Copy each line from the data that has the word "NetId" in it.

> Dataset
------

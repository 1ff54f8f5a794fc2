//! Errors raised while reading `frost.toml`.

use std::path::PathBuf;

/// Why a configuration could not be loaded.
#[derive(Debug, thiserror::Error)]
pub enum ConfigError {
    /// The file could not be read.
    #[error("cannot read {}: {source}", path.display())]
    Read {
        /// The file that was opened.
        path: PathBuf,
        /// The underlying I/O error.
        source: std::io::Error,
    },

    /// The text is not valid TOML or does not match the schema.
    #[error("invalid frost.toml: {0}")]
    Parse(#[from] toml::de::Error),

    /// A value parsed but is not usable.
    #[error("invalid value for {key}: {reason}")]
    Invalid {
        /// Dotted key, e.g. `device.chipdb`.
        key: &'static str,
        /// What is wrong with it.
        reason: String,
    },
}

#[cfg(test)]
mod tests {
    use super::*;

    #[test]
    fn read_error_names_the_file() {
        let err = ConfigError::Read {
            path: PathBuf::from("boards/frost.toml"),
            source: std::io::Error::new(std::io::ErrorKind::NotFound, "no such file"),
        };
        assert_eq!(err.to_string(), "cannot read boards/frost.toml: no such file");
    }

    #[test]
    fn invalid_value_names_the_key() {
        let err = ConfigError::Invalid {
            key: "device.chipdb",
            reason: "must not be empty".into(),
        };
        assert_eq!(err.to_string(), "invalid value for device.chipdb: must not be empty");
    }
}
//! How serious a diagnostic is.

use serde::{Deserialize, Serialize};
use std::fmt;

/// The severity of a diagnostic, least severe first.
#[derive(Clone, Copy, PartialEq, Eq, PartialOrd, Ord, Hash, Debug, Serialize, Deserialize)]
#[serde(rename_all = "lowercase")]
pub enum Severity {
    /// Informational output, such as sections skipped on purpose.
    Note,
    /// Something suspicious that did not stop processing.
    Warning,
    /// A failure; the operation that emitted it returned an error.
    Error,
}

impl Severity {
    /// Every severity, least severe first.
    pub const ALL: [Severity; 3] = [Severity::Note, Severity::Warning, Severity::Error];

    /// The letter that starts codes of this severity.
    pub fn prefix(self) -> char {
        match self {
            Severity::Note => 'N',
            Severity::Warning => 'W',
            Severity::Error => 'E',
        }
    }

    /// SGR color parameter used by the terminal renderer.
    pub fn ansi_color(self) -> &'static str {
        match self {
            Severity::Note => "36",
            Severity::Warning => "33",
            Severity::Error => "31",
        }
    }

    pub(crate) fn index(self) -> usize {
        self as usize
    }
}

impl fmt::Display for Severity {
    fn fmt(&self, f: &mut fmt::Formatter<'_>) -> fmt::Result {
        f.write_str(match self {
            Severity::Note => "note",
            Severity::Warning => "warning",
            Severity::Error => "error",
        })
    }
}
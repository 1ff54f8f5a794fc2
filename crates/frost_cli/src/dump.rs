//! `frost dump`: print a decoded bitstream as JSON.

use std::error::Error;
use std::path::Path;

use crate::pipeline::{decode_bitstream, load_device, load_session, resolve_chipdb};
use crate::{DumpArgs, GlobalArgs};

/// Runs the `frost dump` command.
///
/// Prints the non-empty tiles of the decoded configuration to stdout.
pub fn run(args: &DumpArgs, global: &GlobalArgs) -> Result<i32, Box<dyn Error>> {
    let session = load_session(global)?;
    let chipdb = resolve_chipdb(args.chipdb.as_deref(), &session)?;

    let Some(device) = load_device(&chipdb, &session, global)? else {
        return Ok(1);
    };
    let mut state = device.new_state();
    if decode_bitstream(&mut state, Path::new(&args.bitstream), global)?.is_none() {
        return Ok(1);
    }

    println!("{}", render(&state.report(), args.compact)?);
    Ok(0)
}

fn render(report: &frost_device::DeviceReport, compact: bool) -> serde_json::Result<String> {
    if compact {
        serde_json::to_string(report)
    } else {
        serde_json::to_string_pretty(report)
    }
}

#[cfg(test)]
mod tests {
    use super::*;
    use crate::fixtures;
    use frost_device::{load_chipdb, read_sections, IngestOptions};
    use frost_diagnostics::DiagnosticSink;

    #[test]
    fn report_json_shape() {
        let sections = read_sections(&fixtures::chipdb_text()).unwrap();
        let device = load_chipdb(&sections, &IngestOptions::default(), &DiagnosticSink::new()).unwrap();
        let mut state = device.new_state();
        state
            .decode(&read_sections(&fixtures::bitstream_text(&device)).unwrap())
            .unwrap();

        let json: serde_json::Value =
            serde_json::from_str(&render(&state.report(), true).unwrap()).unwrap();
        assert_eq!(json["device_type"], "1k");
        let tiles = json["tiles"].as_array().unwrap();
        assert_eq!(tiles.len(), 2);
        assert_eq!(tiles[0]["kind"], "logic");
        assert_eq!(tiles[0]["fields"]["LC_0"], 1);
        assert_eq!(tiles[0]["connections"][0]["src"], 1);
        assert_eq!(tiles[1]["fields"]["IoCtrl.IE_0"], 1);

        let pretty = render(&state.report(), false).unwrap();
        assert!(pretty.contains('\n'));
        assert!(!render(&state.report(), true).unwrap().contains('\n'));
    }

    #[test]
    fn missing_bitstream_is_an_error() {
        let tmp = tempfile::TempDir::new().unwrap();
        let chipdb = tmp.path().join("chipdb.txt");
        std::fs::write(&chipdb, fixtures::chipdb_text()).unwrap();
        let args = DumpArgs {
            bitstream: tmp.path().join("absent.asc").display().to_string(),
            chipdb: Some(chipdb.display().to_string()),
            compact: true,
        };
        let global = GlobalArgs {
            quiet: true,
            color: false,
            config: Some(tmp.path().display().to_string()),
        };
        assert!(run(&args, &global).is_err());
    }
}
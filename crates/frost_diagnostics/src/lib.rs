//! Diagnostic creation, severity management, and terminal rendering.
//!
//! This crate provides structured [`Diagnostic`] messages with severity levels,
//! codes, a source line, notes and help text. The thread-safe [`DiagnosticSink`]
//! accumulates diagnostics while a chipdb is ingested or a bitstream decoded,
//! and [`TerminalRenderer`] formats them for humans.

#![warn(missing_docs)]

pub mod code;
pub mod diagnostic;
pub mod renderer;
pub mod severity;
pub mod sink;

pub use code::DiagnosticCode;
pub use diagnostic::Diagnostic;
pub use renderer::{DiagnosticRenderer, TerminalRenderer};
pub use severity::Severity;
pub use sink::DiagnosticSink;
//! Serializable summary of a decoded configuration.

use crate::device::DeviceState;
use crate::ids::NetId;
use crate::kind::TileKind;
use crate::routing::RoutingKind;
use serde::Serialize;
use std::collections::BTreeMap;

/// Everything configured on a device.
#[derive(Debug, Clone, PartialEq, Eq, Serialize)]
pub struct DeviceReport {
    /// Device type label.
    pub device_type: String,
    /// Tiles with at least one non-zero field or live connection, row-major.
    pub tiles: Vec<TileReport>,
}

/// Configuration of one tile.
#[derive(Debug, Clone, PartialEq, Eq, Serialize)]
pub struct TileReport {
    /// Tile kind.
    pub kind: TileKind,
    /// Grid column.
    pub x: u32,
    /// Grid row.
    pub y: u32,
    /// Non-zero fields by name.
    pub fields: BTreeMap<String, u32>,
    /// Live routing connections.
    pub connections: Vec<ConnectionReport>,
}

/// One selected routing source.
#[derive(Debug, Clone, Copy, PartialEq, Eq, Serialize)]
pub struct ConnectionReport {
    /// Switch or buffer.
    pub kind: RoutingKind,
    /// The driven net.
    pub dst: NetId,
    /// The selected source net.
    pub src: NetId,
}

impl DeviceState<'_> {
    /// Summarises the non-empty part of this configuration.
    pub fn report(&self) -> DeviceReport {
        let tiles = self
            .states()
            .filter(|(_, state)| !state.is_empty())
            .map(|(tile, state)| TileReport {
                kind: tile.kind(),
                x: tile.x(),
                y: tile.y(),
                fields: state
                    .values()
                    .filter(|&(_, value)| value != 0)
                    .map(|(field, value)| (field.def().name.to_string(), value))
                    .collect(),
                connections: tile
                    .routing()
                    .iter()
                    .zip(state.connections())
                    .filter_map(|(res, conn)| {
                        conn.map(|src| ConnectionReport {
                            kind: res.kind(),
                            dst: res.dst(),
                            src,
                        })
                    })
                    .collect(),
            })
            .collect();

        DeviceReport {
            device_type: self.device().device_type().to_string(),
            tiles,
        }
    }
}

------

> Solution to the exercise
use crate::ids::NetId;
    pub dst: NetId,
    pub src: NetId,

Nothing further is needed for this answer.